Professor Myrna Dawson is a Canada Research Chair in Public Policy in Criminal Justice, Department of Sociology & Anthropology and the Department of Political Science, University of Guelph, Ontario, Canada. She teaches and conducts research on social and legal responses to violence with a particular emphasis on intimate partner violence and homicide. Her current research examines geographic variation in access to justice for victims and perpetrators of violence as well as the evolution and impact of domestic violence death review committees internationally. Professor Dawson is co-author of Violence Against Women in Canada: Research and Policy Perspectives (2011; Oxford University Press). She has also published numerous research reports, book chapters, and scholarly articles, the latter which appear in such journals as Law and Society Review and the Journal of Criminal Law and Criminology. Funded by the Canadian Foundation of Innovation, she has established the Centre for the Study of Social and Legal Responses to Violence.
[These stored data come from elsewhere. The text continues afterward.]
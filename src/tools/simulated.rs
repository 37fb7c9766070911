//! 内存中的模拟编辑器
//!
//! 实现 ToolExecutor：跟踪文件、场景节点树与已打开的场景。节点级工具要求目标场景已打开，否则返回
//! NO_SCENE。支持故障注入（让某工具接下来 N 次调用失败）与按工具的人为延迟，用于测试超时与重试。

use std::collections::{BTreeMap, BTreeSet, HashMap};
use std::sync::{Mutex, MutexGuard};
use std::time::Duration;

use async_trait::async_trait;
use serde_json::{json, Value};

use crate::state::NodeRecord;
use crate::tools::{catalog, ToolCall, ToolExecutor, ToolResult};

#[derive(Debug, Clone)]
struct Fault {
    remaining: u32,
    code: String,
    message: String,
}

#[derive(Debug, Clone, Default)]
struct SimScene {
    root_type: String,
    nodes: Vec<NodeRecord>,
}

impl SimScene {
    fn new(root_type: &str) -> Self {
        Self {
            root_type: root_type.to_string(),
            nodes: Vec::new(),
        }
    }

    fn has_node(&self, name: &str) -> bool {
        self.nodes.iter().any(|n| n.name == name)
    }
}

#[derive(Default)]
struct Editor {
    files: BTreeSet<String>,
    scenes: BTreeMap<String, SimScene>,
    open: BTreeSet<String>,
    project_errors: Vec<String>,
    runtime_errors: Vec<String>,
    faults: HashMap<String, Fault>,
    delays: HashMap<String, Duration>,
    calls: Vec<ToolCall>,
}

/// 模拟编辑器
#[derive(Default)]
pub struct SimulatedEditor {
    inner: Mutex<Editor>,
}

fn validate_path(path: &str) -> Result<(), ToolResult> {
    let Some(rest) = path.strip_prefix("res://") else {
        return Err(ToolResult::failure(
            "INVALID_PATH",
            format!("Path must start with res://: {path}"),
        ));
    };
    if rest.is_empty() || rest.contains('\\') || rest.contains("//") {
        return Err(ToolResult::failure(
            "INVALID_PATH",
            format!("Malformed path: {path}"),
        ));
    }
    Ok(())
}

fn required<'a>(params: &'a Value, key: &str) -> Result<&'a str, ToolResult> {
    params
        .get(key)
        .and_then(Value::as_str)
        .ok_or_else(|| ToolResult::failure("INVALID_PARAMS", format!("Missing param: {key}")))
}

fn path_param<'a>(params: &'a Value, key: &str) -> Result<&'a str, ToolResult> {
    let path = required(params, key)?;
    validate_path(path)?;
    Ok(path)
}

impl SimulatedEditor {
    pub fn new() -> Self {
        Self::default()
    }

    fn editor(&self) -> MutexGuard<'_, Editor> {
        match self.inner.lock() {
            Ok(g) => g,
            Err(poisoned) => poisoned.into_inner(),
        }
    }

    /// 预置一个已存在（未打开）的场景
    pub fn with_scene(self, path: &str, root_type: &str) -> Self {
        {
            let mut ed = self.editor();
            ed.files.insert(path.to_string());
            ed.scenes.insert(path.to_string(), SimScene::new(root_type));
        }
        self
    }

    /// 预置一个资源文件
    pub fn with_file(self, path: &str) -> Self {
        self.editor().files.insert(path.to_string());
        self
    }

    /// 让 tool 接下来 times 次调用失败
    pub fn fail_next(&self, tool: &str, times: u32, code: &str, message: &str) {
        self.editor().faults.insert(
            tool.to_string(),
            Fault {
                remaining: times,
                code: code.to_string(),
                message: message.to_string(),
            },
        );
    }

    pub fn set_delay(&self, tool: &str, delay: Duration) {
        self.editor().delays.insert(tool.to_string(), delay);
    }

    pub fn push_project_error(&self, message: &str) {
        self.editor().project_errors.push(message.to_string());
    }

    pub fn push_runtime_error(&self, message: &str) {
        self.editor().runtime_errors.push(message.to_string());
    }

    pub fn open_scenes(&self) -> Vec<String> {
        self.editor().open.iter().cloned().collect()
    }

    pub fn close_all(&self) {
        self.editor().open.clear();
    }

    pub fn file_exists(&self, path: &str) -> bool {
        self.editor().files.contains(path)
    }

    pub fn scene_nodes(&self, path: &str) -> Vec<NodeRecord> {
        self.editor()
            .scenes
            .get(path)
            .map(|s| s.nodes.clone())
            .unwrap_or_default()
    }

    /// 所有收到的调用（按顺序）
    pub fn calls(&self) -> Vec<ToolCall> {
        self.editor().calls.clone()
    }

    pub fn call_count(&self, tool: &str) -> usize {
        self.editor().calls.iter().filter(|c| c.name == tool).count()
    }

    fn take_fault(ed: &mut Editor, tool: &str) -> Option<ToolResult> {
        let fault = ed.faults.get_mut(tool)?;
        if fault.remaining == 0 {
            return None;
        }
        fault.remaining -= 1;
        Some(ToolResult::failure(fault.code.clone(), fault.message.clone()))
    }

    fn open_scene_mut<'a>(ed: &'a mut Editor, scene_path: &str) -> Result<&'a mut SimScene, ToolResult> {
        if !ed.open.contains(scene_path) {
            return Err(ToolResult::failure(
                "NO_SCENE",
                format!("No scene open: {scene_path} is not open"),
            ));
        }
        ed.scenes
            .get_mut(scene_path)
            .ok_or_else(|| ToolResult::failure("NOT_FOUND", format!("Scene not found: {scene_path}")))
    }

    fn dispatch(ed: &mut Editor, tool: &str, p: &Value) -> Result<Value, ToolResult> {
        match tool {
            "get_scene_tree" => match p.get("path").and_then(Value::as_str) {
                Some(path) => {
                    let scene = ed
                        .scenes
                        .get(path)
                        .ok_or_else(|| ToolResult::failure("NOT_FOUND", format!("Scene not found: {path}")))?;
                    Ok(json!({ "path": path, "rootType": scene.root_type, "nodes": scene.nodes }))
                }
                None => Ok(json!({ "open": ed.open })),
            },
            "get_node_info" => {
                let scene_path = path_param(p, "scene_path")?;
                let name = required(p, "name")?;
                let node = ed
                    .scenes
                    .get(scene_path)
                    .and_then(|s| s.nodes.iter().find(|n| n.name == name))
                    .ok_or_else(|| ToolResult::failure("NOT_FOUND", format!("Node not found: {name}")))?;
                Ok(json!(node))
            }
            "list_scenes" => Ok(json!(ed.scenes.keys().collect::<Vec<_>>())),
            "get_open_scenes" => Ok(json!(ed.open)),
            "open_scene" => {
                let path = path_param(p, "path")?;
                if !ed.scenes.contains_key(path) {
                    return Err(ToolResult::failure("NOT_FOUND", format!("Scene not found: {path}")));
                }
                ed.open.insert(path.to_string());
                Ok(json!({ "path": path }))
            }
            "read_file" => {
                let path = path_param(p, "path")?;
                if !ed.files.contains(path) {
                    return Err(ToolResult::failure("NOT_FOUND", format!("File not found: {path}")));
                }
                Ok(json!({ "path": path }))
            }
            "list_files" => {
                let dir = p.get("dir").and_then(Value::as_str).unwrap_or("res://");
                let files: Vec<&String> = ed.files.iter().filter(|f| f.starts_with(dir)).collect();
                Ok(json!(files))
            }
            "create_scene" => {
                let path = path_param(p, "path")?;
                let root_type = p.get("root_type").and_then(Value::as_str).unwrap_or("Node2D");
                let created = !ed.scenes.contains_key(path);
                if created {
                    ed.scenes.insert(path.to_string(), SimScene::new(root_type));
                    ed.files.insert(path.to_string());
                }
                ed.open.insert(path.to_string());
                Ok(json!({ "path": path, "created": created }))
            }
            "save_scene" => {
                let path = path_param(p, "path")?;
                if !ed.scenes.contains_key(path) {
                    return Err(ToolResult::failure("NOT_FOUND", format!("Scene not found: {path}")));
                }
                Ok(json!({ "path": path, "saved": true }))
            }
            "delete_scene" => {
                let path = path_param(p, "path")?;
                let existed = ed.scenes.remove(path).is_some();
                ed.files.remove(path);
                ed.open.remove(path);
                Ok(json!({ "path": path, "deleted": existed }))
            }
            "add_node" | "place_entity" | "create_tilemap" => {
                let scene_path = path_param(p, "scene_path")?;
                let Some(name) = catalog::node_name(tool, p) else {
                    return Err(ToolResult::failure("INVALID_PARAMS", "Missing param: name"));
                };
                let name = name.to_string();
                let node_type = catalog::node_type(tool, p).to_string();
                let parent = p.get("parent").and_then(Value::as_str).map(str::to_string);
                let scene = Self::open_scene_mut(ed, scene_path)?;
                if let Some(parent) = &parent {
                    if !scene.has_node(parent) {
                        return Err(ToolResult::failure(
                            "INVALID_PARAMS",
                            format!("Parent node does not exist: {parent}"),
                        ));
                    }
                }
                if !scene.has_node(&name) {
                    scene.nodes.push(NodeRecord {
                        name: name.clone(),
                        node_type: node_type.clone(),
                        parent,
                    });
                }
                Ok(json!({ "scene_path": scene_path, "name": name, "type": node_type }))
            }
            "remove_node" => {
                let scene_path = path_param(p, "scene_path")?;
                let name = required(p, "name")?.to_string();
                let scene = Self::open_scene_mut(ed, scene_path)?;
                scene.nodes.retain(|n| n.name != name && n.parent.as_deref() != Some(name.as_str()));
                Ok(json!({ "scene_path": scene_path, "removed": name }))
            }
            "rename_node" => {
                let scene_path = path_param(p, "scene_path")?;
                let name = required(p, "name")?.to_string();
                let new_name = required(p, "new_name")?.to_string();
                let scene = Self::open_scene_mut(ed, scene_path)?;
                if !scene.has_node(&name) {
                    return Err(ToolResult::failure("INVALID_PARAMS", format!("Node does not exist: {name}")));
                }
                for node in scene.nodes.iter_mut() {
                    if node.name == name {
                        node.name = new_name.clone();
                    }
                    if node.parent.as_deref() == Some(name.as_str()) {
                        node.parent = Some(new_name.clone());
                    }
                }
                Ok(json!({ "scene_path": scene_path, "name": new_name }))
            }
            "reparent_node" => {
                let scene_path = path_param(p, "scene_path")?;
                let name = required(p, "name")?.to_string();
                let parent = required(p, "parent")?.to_string();
                let scene = Self::open_scene_mut(ed, scene_path)?;
                if !scene.has_node(&name) || !scene.has_node(&parent) {
                    return Err(ToolResult::failure("INVALID_PARAMS", "Node or parent does not exist"));
                }
                for node in scene.nodes.iter_mut().filter(|n| n.name == name) {
                    node.parent = Some(parent.clone());
                }
                Ok(json!({ "scene_path": scene_path, "name": name, "parent": parent }))
            }
            "attach_script" | "set_collision_shape" | "set_tiles" | "paint_terrain" => {
                let scene_path = path_param(p, "scene_path")?;
                Self::open_scene_mut(ed, scene_path)?;
                Ok(json!({ "scene_path": scene_path, "applied": tool }))
            }
            "import_asset" | "create_sprite_frames" | "create_animation" | "create_tileset" => {
                let path = path_param(p, "path")?;
                ed.files.insert(path.to_string());
                Ok(json!({ "path": path }))
            }
            "get_project_errors" => Ok(json!({ "errors": ed.project_errors })),
            "get_runtime_errors" => Ok(json!({ "errors": ed.runtime_errors })),
            "validate_resource" => {
                let path = path_param(p, "path")?;
                Ok(json!({ "path": path, "exists": ed.files.contains(path) }))
            }
            other => Err(ToolResult::failure("UNKNOWN_TOOL", format!("Unknown tool: {other}")).unrecoverable()),
        }
    }
}

#[async_trait]
impl ToolExecutor for SimulatedEditor {
    async fn execute(&self, tool_name: &str, params: Value) -> ToolResult {
        let delay = {
            let mut ed = self.editor();
            ed.calls.push(ToolCall::new(tool_name, params.clone()));
            ed.delays.get(tool_name).copied()
        };
        if let Some(delay) = delay {
            tokio::time::sleep(delay).await;
        }

        let mut ed = self.editor();
        if let Some(fault) = Self::take_fault(&mut ed, tool_name) {
            return fault;
        }
        match Self::dispatch(&mut ed, tool_name, &params) {
            Ok(data) => ToolResult::ok(data),
            Err(failure) => failure,
        }
    }
}

#[cfg(test)]
mod tests {
    use super::*;

    #[tokio::test]
    async fn test_node_tools_need_open_scene() {
        let editor = SimulatedEditor::new().with_scene("res://main.tscn", "Node2D");
        let add = json!({ "scene_path": "res://main.tscn", "name": "Player" });

        let result = editor.execute("add_node", add.clone()).await;
        assert_eq!(result.code, "NO_SCENE");

        assert!(editor.execute("open_scene", json!({ "path": "res://main.tscn" })).await.success);
        assert!(editor.execute("add_node", add).await.success);
        assert_eq!(editor.scene_nodes("res://main.tscn").len(), 1);
    }

    #[tokio::test]
    async fn test_create_scene_is_idempotent() {
        let editor = SimulatedEditor::new();
        let first = editor.execute("create_scene", json!({ "path": "res://a.tscn" })).await;
        let second = editor.execute("create_scene", json!({ "path": "res://a.tscn" })).await;
        assert_eq!(first.data.unwrap()["created"], true);
        assert_eq!(second.data.unwrap()["created"], false);
        assert_eq!(editor.open_scenes(), vec!["res://a.tscn"]);
    }

    #[tokio::test]
    async fn test_malformed_path_rejected() {
        let editor = SimulatedEditor::new();
        let result = editor.execute("create_scene", json!({ "path": "scenes\\a.tscn" })).await;
        assert_eq!(result.code, "INVALID_PATH");
        assert!(!editor.file_exists("scenes\\a.tscn"));
    }

    #[tokio::test]
    async fn test_fault_injection_counts_down() {
        let editor = SimulatedEditor::new();
        editor.fail_next("import_asset", 2, "ERROR", "disk busy");
        let params = json!({ "path": "res://hero.png" });

        assert!(!editor.execute("import_asset", params.clone()).await.success);
        assert!(!editor.execute("import_asset", params.clone()).await.success);
        assert!(editor.execute("import_asset", params).await.success);
        assert_eq!(editor.call_count("import_asset"), 3);
    }

    #[tokio::test]
    async fn test_unknown_tool_is_unrecoverable() {
        let result = SimulatedEditor::new().execute("format_disk", json!({})).await;
        assert!(!result.success);
        assert!(!result.recoverable);
    }
}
Dr Jonathan Burnside is a Reader in Biblical Law at the School of Law, University of Bristol. He has degrees in Law and Criminology, both from the University of Cambridge, as well as a doctorate in Law from the University of Liverpool.
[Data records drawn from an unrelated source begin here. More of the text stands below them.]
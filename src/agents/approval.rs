//! 人工审批
//!
//! ApprovalGate 包装可选的 ApprovalChannel：未接入时记录日志后放行；接入时在超时内等待答复，
//! 超时后使用配置的默认结果。ChannelApproval 把请求投递到通道，由接收方通过 oneshot 答复。

use std::sync::Arc;
use std::time::Duration;

use async_trait::async_trait;
use serde_json::Value;
use tokio::sync::{mpsc, oneshot};

use crate::core::phase::PhaseTracker;

/// 审批通道
#[async_trait]
pub trait ApprovalChannel: Send + Sync {
    async fn request(&self, agent_id: &str, operation: &str, details: &Value) -> bool;
}

/// 投递给审批方的请求
#[derive(Debug)]
pub struct ApprovalRequest {
    pub id: String,
    pub agent_id: String,
    pub operation: String,
    pub details: Value,
    pub respond: oneshot::Sender<bool>,
}

/// 基于通道的审批：审批方丢弃请求（未答复）时视为拒绝
pub struct ChannelApproval {
    tx: mpsc::UnboundedSender<ApprovalRequest>,
}

impl ChannelApproval {
    pub fn new(tx: mpsc::UnboundedSender<ApprovalRequest>) -> Self {
        Self { tx }
    }

    /// 创建通道对：审批实现 + 请求接收端
    pub fn channel() -> (Self, mpsc::UnboundedReceiver<ApprovalRequest>) {
        let (tx, rx) = mpsc::unbounded_channel();
        (Self::new(tx), rx)
    }
}

#[async_trait]
impl ApprovalChannel for ChannelApproval {
    async fn request(&self, agent_id: &str, operation: &str, details: &Value) -> bool {
        let (respond, answer) = oneshot::channel();
        let request = ApprovalRequest {
            id: format!("approval_{}", uuid::Uuid::new_v4()),
            agent_id: agent_id.to_string(),
            operation: operation.to_string(),
            details: details.clone(),
            respond,
        };
        if self.tx.send(request).is_err() {
            tracing::warn!(agent = agent_id, operation, "Approval channel closed, denying");
            return false;
        }
        answer.await.unwrap_or(false)
    }
}

/// 审批闸门
#[derive(Clone)]
pub struct ApprovalGate {
    channel: Option<Arc<dyn ApprovalChannel>>,
    timeout: Duration,
    default_on_timeout: bool,
}

impl ApprovalGate {
    pub fn new(
        channel: Option<Arc<dyn ApprovalChannel>>,
        timeout: Duration,
        default_on_timeout: bool,
    ) -> Self {
        Self {
            channel,
            timeout,
            default_on_timeout,
        }
    }

    /// 不接入审批通道：全部放行
    pub fn auto_approve() -> Self {
        Self::new(None, Duration::from_secs(30), true)
    }

    pub fn has_channel(&self) -> bool {
        self.channel.is_some()
    }

    pub async fn request(
        &self,
        agent_id: &str,
        operation: &str,
        details: &Value,
        phase: &PhaseTracker,
    ) -> bool {
        let Some(channel) = &self.channel else {
            tracing::info!(agent = agent_id, operation, "No approval channel, proceeding");
            return true;
        };

        phase.enter_approval();
        let answer = tokio::time::timeout(self.timeout, channel.request(agent_id, operation, details)).await;
        phase.leave_approval();

        match answer {
            Ok(approved) => {
                tracing::info!(agent = agent_id, operation, approved, "Approval answered");
                approved
            }
            Err(_) => {
                tracing::warn!(
                    agent = agent_id,
                    operation,
                    default = self.default_on_timeout,
                    "Approval timed out, applying default"
                );
                self.default_on_timeout
            }
        }
    }
}
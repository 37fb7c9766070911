//! 关卡 Agent：瓦片集、瓦片地图与实体摆放

use async_trait::async_trait;

use crate::config::AgentsSection;
use crate::core::context::CoordinatorContext;
use crate::state::AgentState;
use crate::tools::catalog::LEVEL_TOOLS;
use crate::workflow::{AgentResult, AgentTask, TaskType};

use super::{Agent, AgentConfig, AgentRole, AgentRuntime};

pub const LEVEL_AGENT_ID: &str = "level";

pub struct LevelAgent {
    runtime: AgentRuntime,
}

impl LevelAgent {
    pub fn new(settings: &AgentsSection) -> Self {
        let config = AgentConfig::new(LEVEL_AGENT_ID, "Level Designer", AgentRole::Level, settings)
            .with_goal("Build levels from tiles and place gameplay entities")
            .with_exclusive_tools(LEVEL_TOOLS)
            .with_keywords(&["level", "tile", "tilemap", "terrain", "platform", "map"]);
        Self {
            runtime: AgentRuntime::new(config),
        }
    }
}

#[async_trait]
impl Agent for LevelAgent {
    fn config(&self) -> &AgentConfig {
        self.runtime.config()
    }

    fn handled_task_types(&self) -> &[TaskType] {
        &[TaskType::LevelLayout]
    }

    async fn execute(&self, task: &AgentTask, ctx: &CoordinatorContext) -> AgentResult {
        self.runtime.run_task(task, ctx).await
    }

    async fn status(&self) -> AgentState {
        self.runtime.status().await
    }
}
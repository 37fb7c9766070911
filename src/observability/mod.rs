//! 可观测性：tracing 订阅器（默认 info，可用 RUST_LOG 覆盖）

use tracing_subscriber::{fmt, prelude::*, EnvFilter};

pub fn init() {
    let filter = EnvFilter::builder()
        .with_default_directive(tracing::Level::INFO.into())
        .from_env_lossy();
    // 重复初始化（如测试中）时忽略
    let _ = tracing_subscriber::registry()
        .with(filter)
        .with(fmt::layer())
        .try_init();
}
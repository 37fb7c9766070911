//! Hive - Rust 多智能体任务协调引擎
//!
//! 模块划分：
//! - **agents**: Agent trait、通用执行循环、审批闸门与五个内置 Agent
//! - **config**: 应用配置加载（TOML + 环境变量）
//! - **coordination**: 资源锁与 Agent 间消息总线
//! - **core**: 编排器、阶段状态机、错误分类与恢复、会话监管、任务调度
//! - **llm**: 推理协作者接口与 Mock 实现
//! - **observability**: tracing 初始化
//! - **state**: 共享项目状态、检查点与回滚
//! - **tools**: 工具执行器、工具目录、模拟编辑器
//! - **workflow**: 任务类型、依赖图与 TaskPlanner

pub mod agents;
pub mod config;
pub mod coordination;
pub mod core;
pub mod llm;
pub mod observability;
pub mod state;
pub mod tools;
pub mod workflow;

pub use crate::core::{CoordinatorBuilder, CoordinatorEvent, Orchestrator, OrchestratorPhase};
pub use crate::workflow::{AgentResult, PlanRequest, TaskPlan};
//! 任务规划：数据类型、依赖图、计划构建器与 TaskPlanner

pub mod builder;
pub mod graph;
pub mod planner;
pub mod types;

pub use builder::PlanBuilder;
pub use graph::TaskGraph;
pub use planner::{priority_for, CapabilityTable, PlanRequest, SubGoal, TaskPlanner};
pub use types::*;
Paul Mitchell, BA, DPhil (Oxon), joined King’s College, London, in 2000, having previously taught at Queen Mary University of London and the University of Oxford. He took both his undergraduate law degree and his doctorate at Magdalen College, Oxford where he was the Senior Mackinnon Scholar.
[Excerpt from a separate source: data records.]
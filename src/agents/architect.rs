//! 场景架构 Agent：创建场景、维护节点树

use async_trait::async_trait;

use crate::config::AgentsSection;
use crate::core::context::CoordinatorContext;
use crate::state::AgentState;
use crate::tools::catalog::ARCHITECT_TOOLS;
use crate::workflow::{AgentResult, AgentTask, TaskType};

use super::{Agent, AgentConfig, AgentRole, AgentRuntime};

pub const ARCHITECT_AGENT_ID: &str = "architect";

pub struct ArchitectAgent {
    runtime: AgentRuntime,
}

impl ArchitectAgent {
    pub fn new(settings: &AgentsSection) -> Self {
        let config = AgentConfig::new(ARCHITECT_AGENT_ID, "Architect", AgentRole::Architect, settings)
            .with_goal("Lay out scenes and keep their node hierarchy consistent")
            .with_exclusive_tools(ARCHITECT_TOOLS)
            .with_keywords(&["scene", "node", "hierarchy", "layout", "menu", "ui"]);
        Self {
            runtime: AgentRuntime::new(config),
        }
    }
}

#[async_trait]
impl Agent for ArchitectAgent {
    fn config(&self) -> &AgentConfig {
        self.runtime.config()
    }

    fn handled_task_types(&self) -> &[TaskType] {
        &[TaskType::SceneLayout]
    }

    async fn execute(&self, task: &AgentTask, ctx: &CoordinatorContext) -> AgentResult {
        self.runtime.run_task(task, ctx).await
    }

    async fn status(&self) -> AgentState {
        self.runtime.status().await
    }
}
William Lucy is Professor of Law at the University of Manchester. William studied law, jurisprudence and political philosophy as an undergraduate and postgraduate at the Universities of Leeds and Manchester. He taught law at the Universities of Essex, Hull, Keele and Cardiff before arriving at Manchester in 2006. He has been a visiting professor at a number of Universities, including the Law Faculties at McGill University, Montreal (winter 2005) and the University of Auckland (winter 2009). In the summer of 2007 he was a visiting fellow at the John Fleming Centre for the Advancement of Legal Research at the College of Law, Australian National University, Canberra.